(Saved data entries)
- - -
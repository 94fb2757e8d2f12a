//! Settings loading with deep merge and environment variable overrides.
//!
//! Loading flow:
//! 1. Start with compiled [`PushSettings::default()`]
//! 2. If `~/.pushgate/settings.json` exists, deep-merge user values over defaults
//! 3. Apply `PUSHGATE_*` environment variable overrides (highest priority)
//!
//! Deep merge rules:
//! - Objects are merged recursively (source overrides target per-key)
//! - Arrays and primitives are replaced entirely by source
//! - Null values in source are skipped (preserving target)

use std::path::{Path, PathBuf};

use serde_json::Value;
use tracing::debug;

use crate::errors::{Result, SettingsError};
use crate::types::{LogFormat, PushSettings};

/// Resolve the path to the settings file (`~/.pushgate/settings.json`).
pub fn settings_path() -> PathBuf {
    let home = std::env::var("HOME").unwrap_or_else(|_| "/tmp".to_string());
    PathBuf::from(home).join(".pushgate").join("settings.json")
}

/// Load settings from the default path with env var overrides.
pub fn load_settings() -> Result<PushSettings> {
    load_settings_from_path(&settings_path())
}

/// Load settings from a specific path with env var overrides.
///
/// A missing file yields defaults. A file that is not a JSON object is
/// rejected.
pub fn load_settings_from_path(path: &Path) -> Result<PushSettings> {
    let mut settings = read_settings_file(path)?;
    apply_env_overrides(&mut settings);
    Ok(settings)
}

/// Load defaults merged with the file at `path`, without env overrides.
fn read_settings_file(path: &Path) -> Result<PushSettings> {
    let defaults = serde_json::to_value(PushSettings::default())?;

    let merged = if path.exists() {
        debug!(?path, "loading settings from file");
        let content = std::fs::read_to_string(path).map_err(|source| SettingsError::Read {
            path: path.to_path_buf(),
            source,
        })?;
        let user: Value = serde_json::from_str(&content)?;
        if !user.is_object() {
            return Err(SettingsError::InvalidValue(format!(
                "{} must contain a JSON object",
                path.display()
            )));
        }
        deep_merge(defaults, user)
    } else {
        debug!(?path, "settings file not found, using defaults");
        defaults
    };

    Ok(serde_json::from_value(merged)?)
}

/// Recursive deep merge of two JSON values.
pub fn deep_merge(target: Value, source: Value) -> Value {
    match (target, source) {
        (Value::Object(mut target_map), Value::Object(source_map)) => {
            for (key, source_val) in source_map {
                if source_val.is_null() {
                    continue;
                }
                let merged = match target_map.remove(&key) {
                    Some(target_val) => deep_merge(target_val, source_val),
                    None => source_val,
                };
                let _ = target_map.insert(key, merged);
            }
            Value::Object(target_map)
        }
        (_, source) => source,
    }
}

/// Apply environment variable overrides to loaded settings.
///
/// Invalid values are logged and ignored (the file/default value stays).
pub fn apply_env_overrides(settings: &mut PushSettings) {
    apply_overrides(settings, |name| std::env::var(name).ok());
}

/// Override application with an injectable lookup, so tests never touch the
/// process environment.
fn apply_overrides(settings: &mut PushSettings, lookup: impl Fn(&str) -> Option<String>) {
    let env = EnvReader { lookup };
    let server = &mut settings.server;

    if let Some(v) = env.string("PUSHGATE_HOST") {
        server.host = v;
    }
    if let Some(v) = env.u16_in("PUSHGATE_PORT", 0, 65535) {
        server.port = v;
    }
    if let Some(v) = env.string("PUSHGATE_WS_PATH") {
        server.ws_path = v;
    }
    if let Some(v) = env.string("PUSHGATE_SEND_PATH") {
        server.send_path = v;
    }
    if let Some(v) = env.usize_in("PUSHGATE_MAX_CONNECTIONS", 1, 1_000_000) {
        server.max_connections = v;
    }
    if let Some(v) = env.u64_in("PUSHGATE_HEARTBEAT_INTERVAL_MS", 100, 600_000) {
        server.heartbeat_interval_ms = v;
    }
    if let Some(v) = env.u64_in("PUSHGATE_HEARTBEAT_TIMEOUT_MS", 100, 3_600_000) {
        server.heartbeat_timeout_ms = v;
    }
    if let Some(v) = env.u64_in("PUSHGATE_WRITE_TIMEOUT_MS", 10, 600_000) {
        server.write_timeout_ms = v;
    }

    if let Some(v) = env.string("PUSHGATE_LOG_LEVEL") {
        settings.logging.level = v;
    }
    if let Some(v) = env.string("PUSHGATE_LOG_FORMAT") {
        match parse_log_format(&v) {
            Some(format) => settings.logging.format = format,
            None => tracing::warn!(key = "PUSHGATE_LOG_FORMAT", value = %v, "unknown log format, ignoring"),
        }
    }
}

// ── Pure parsing functions ──────────────────────────────────────────────────

/// Parse a log format name (`compact` or `json`, case-insensitive).
pub fn parse_log_format(val: &str) -> Option<LogFormat> {
    match val.to_ascii_lowercase().as_str() {
        "compact" | "text" => Some(LogFormat::Compact),
        "json" => Some(LogFormat::Json),
        _ => None,
    }
}

/// Parse a string as a `u16` within a range.
pub fn parse_u16_range(val: &str, min: u16, max: u16) -> Option<u16> {
    let n: u16 = val.parse().ok()?;
    (n >= min && n <= max).then_some(n)
}

/// Parse a string as a `u64` within a range.
pub fn parse_u64_range(val: &str, min: u64, max: u64) -> Option<u64> {
    let n: u64 = val.parse().ok()?;
    (n >= min && n <= max).then_some(n)
}

/// Parse a string as a `usize` within a range.
pub fn parse_usize_range(val: &str, min: usize, max: usize) -> Option<usize> {
    let n: usize = val.parse().ok()?;
    (n >= min && n <= max).then_some(n)
}

// ── Env var readers ─────────────────────────────────────────────────────────

struct EnvReader<F> {
    lookup: F,
}

impl<F: Fn(&str) -> Option<String>> EnvReader<F> {
    fn string(&self, name: &str) -> Option<String> {
        (self.lookup)(name).filter(|v| !v.is_empty())
    }

    fn checked<T>(&self, name: &str, parse: impl FnOnce(&str) -> Option<T>) -> Option<T> {
        let val = self.string(name)?;
        let result = parse(&val);
        if result.is_none() {
            tracing::warn!(key = name, value = %val, "invalid numeric env var, ignoring");
        }
        result
    }

    fn u16_in(&self, name: &str, min: u16, max: u16) -> Option<u16> {
        self.checked(name, |v| parse_u16_range(v, min, max))
    }

    fn u64_in(&self, name: &str, min: u64, max: u64) -> Option<u64> {
        self.checked(name, |v| parse_u64_range(v, min, max))
    }

    fn usize_in(&self, name: &str, min: usize, max: usize) -> Option<usize> {
        self.checked(name, |v| parse_usize_range(v, min, max))
    }
}

#[cfg(test)]
mod tests {
    use std::collections::HashMap;

    use super::*;

    fn env_of(pairs: &[(&str, &str)]) -> impl Fn(&str) -> Option<String> {
        let map: HashMap<String, String> = pairs
            .iter()
            .map(|(k, v)| ((*k).to_string(), (*v).to_string()))
            .collect();
        move |name| map.get(name).cloned()
    }

    // ── deep_merge ──────────────────────────────────────────────────

    #[test]
    fn merge_nested_override() {
        let target = serde_json::json!({"server": {"port": 8080, "host": "localhost"}});
        let source = serde_json::json!({"server": {"port": 9090}});
        let merged = deep_merge(target, source);
        assert_eq!(merged["server"]["port"], 9090);
        assert_eq!(merged["server"]["host"], "localhost");
    }

    #[test]
    fn merge_array_replace() {
        let target = serde_json::json!({"origins": ["a", "b"]});
        let source = serde_json::json!({"origins": ["c"]});
        let merged = deep_merge(target, source);
        assert_eq!(merged["origins"], serde_json::json!(["c"]));
    }

    #[test]
    fn merge_null_preserves_target() {
        let target = serde_json::json!({"a": 1, "b": 2});
        let source = serde_json::json!({"a": null});
        let merged = deep_merge(target, source);
        assert_eq!(merged["a"], 1);
        assert_eq!(merged["b"], 2);
    }

    #[test]
    fn merge_primitive_replaces_object() {
        let target = serde_json::json!({"a": {"nested": true}});
        let source = serde_json::json!({"a": 42});
        assert_eq!(deep_merge(target, source)["a"], 42);
    }

    // ── load_settings_from_path ─────────────────────────────────────

    #[test]
    fn missing_file_returns_defaults() {
        let settings = read_settings_file(Path::new("/nonexistent/settings.json")).unwrap();
        assert_eq!(settings.server.ws_path, "/ws");
        assert_eq!(settings.server.port, 9870);
    }

    #[test]
    fn partial_file_overrides() {
        let dir = tempfile::tempdir().unwrap();
        let path = dir.path().join("settings.json");
        std::fs::write(
            &path,
            r#"{"server": {"wsPath": "/push", "allowedOrigins": ["https://a.test"]}, "logging": {"format": "json"}}"#,
        )
        .unwrap();

        let settings = read_settings_file(&path).unwrap();
        assert_eq!(settings.server.ws_path, "/push");
        assert_eq!(settings.server.send_path, "/send");
        assert_eq!(settings.server.allowed_origins, vec!["https://a.test"]);
        assert_eq!(settings.logging.format, LogFormat::Json);
    }

    #[test]
    fn invalid_json_returns_error() {
        let dir = tempfile::tempdir().unwrap();
        let path = dir.path().join("settings.json");
        std::fs::write(&path, "not valid json").unwrap();

        let err = read_settings_file(&path).unwrap_err();
        assert!(matches!(err, SettingsError::Json(_)));
    }

    #[test]
    fn non_object_file_rejected() {
        let dir = tempfile::tempdir().unwrap();
        let path = dir.path().join("settings.json");
        std::fs::write(&path, "[1, 2, 3]").unwrap();

        let err = read_settings_file(&path).unwrap_err();
        assert!(matches!(err, SettingsError::InvalidValue(_)));
    }

    #[test]
    fn wrong_type_for_field_is_json_error() {
        let dir = tempfile::tempdir().unwrap();
        let path = dir.path().join("settings.json");
        std::fs::write(&path, r#"{"server": {"port": "eighty"}}"#).unwrap();

        let err = read_settings_file(&path).unwrap_err();
        assert!(matches!(err, SettingsError::Json(_)));
    }

    // ── env overrides ───────────────────────────────────────────────

    #[test]
    fn env_overrides_paths_and_timeouts() {
        let mut settings = PushSettings::default();
        apply_overrides(
            &mut settings,
            env_of(&[
                ("PUSHGATE_WS_PATH", "/events"),
                ("PUSHGATE_SEND_PATH", "/publish"),
                ("PUSHGATE_PORT", "8088"),
                ("PUSHGATE_WRITE_TIMEOUT_MS", "2500"),
                ("PUSHGATE_LOG_FORMAT", "JSON"),
            ]),
        );
        assert_eq!(settings.server.ws_path, "/events");
        assert_eq!(settings.server.send_path, "/publish");
        assert_eq!(settings.server.port, 8088);
        assert_eq!(settings.server.write_timeout_ms, 2500);
        assert_eq!(settings.logging.format, LogFormat::Json);
    }

    #[test]
    fn invalid_env_values_are_ignored() {
        let mut settings = PushSettings::default();
        apply_overrides(
            &mut settings,
            env_of(&[
                ("PUSHGATE_PORT", "99999"),
                ("PUSHGATE_MAX_CONNECTIONS", "0"),
                ("PUSHGATE_LOG_FORMAT", "xml"),
                ("PUSHGATE_HOST", ""),
            ]),
        );
        let defaults = PushSettings::default();
        assert_eq!(settings.server.port, defaults.server.port);
        assert_eq!(settings.server.max_connections, defaults.server.max_connections);
        assert_eq!(settings.server.host, defaults.server.host);
        assert_eq!(settings.logging.format, LogFormat::Compact);
    }

    // ── parsers ─────────────────────────────────────────────────────

    #[test]
    fn parse_log_format_variants() {
        assert_eq!(parse_log_format("compact"), Some(LogFormat::Compact));
        assert_eq!(parse_log_format("Text"), Some(LogFormat::Compact));
        assert_eq!(parse_log_format("json"), Some(LogFormat::Json));
        assert_eq!(parse_log_format("yaml"), None);
    }

    #[test]
    fn parse_ranges() {
        assert_eq!(parse_u16_range("0", 0, 65535), Some(0));
        assert_eq!(parse_u16_range("70000", 0, 65535), None);
        assert_eq!(parse_u64_range("50", 100, 1000), None);
        assert_eq!(parse_u64_range("abc", 0, 10), None);
        assert_eq!(parse_usize_range("64", 1, 100), Some(64));
    }
}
- - -
### Work to complete
What should come out is the exact run of lines from the one holding "0, 10), None);" through the end of the records above, and nothing besides.

### Exercise result
        assert_eq!(parse_u64_range("abc", 0, 10), None);
        assert_eq!(parse_usize_range("64", 1, 100), Some(64));
    }
}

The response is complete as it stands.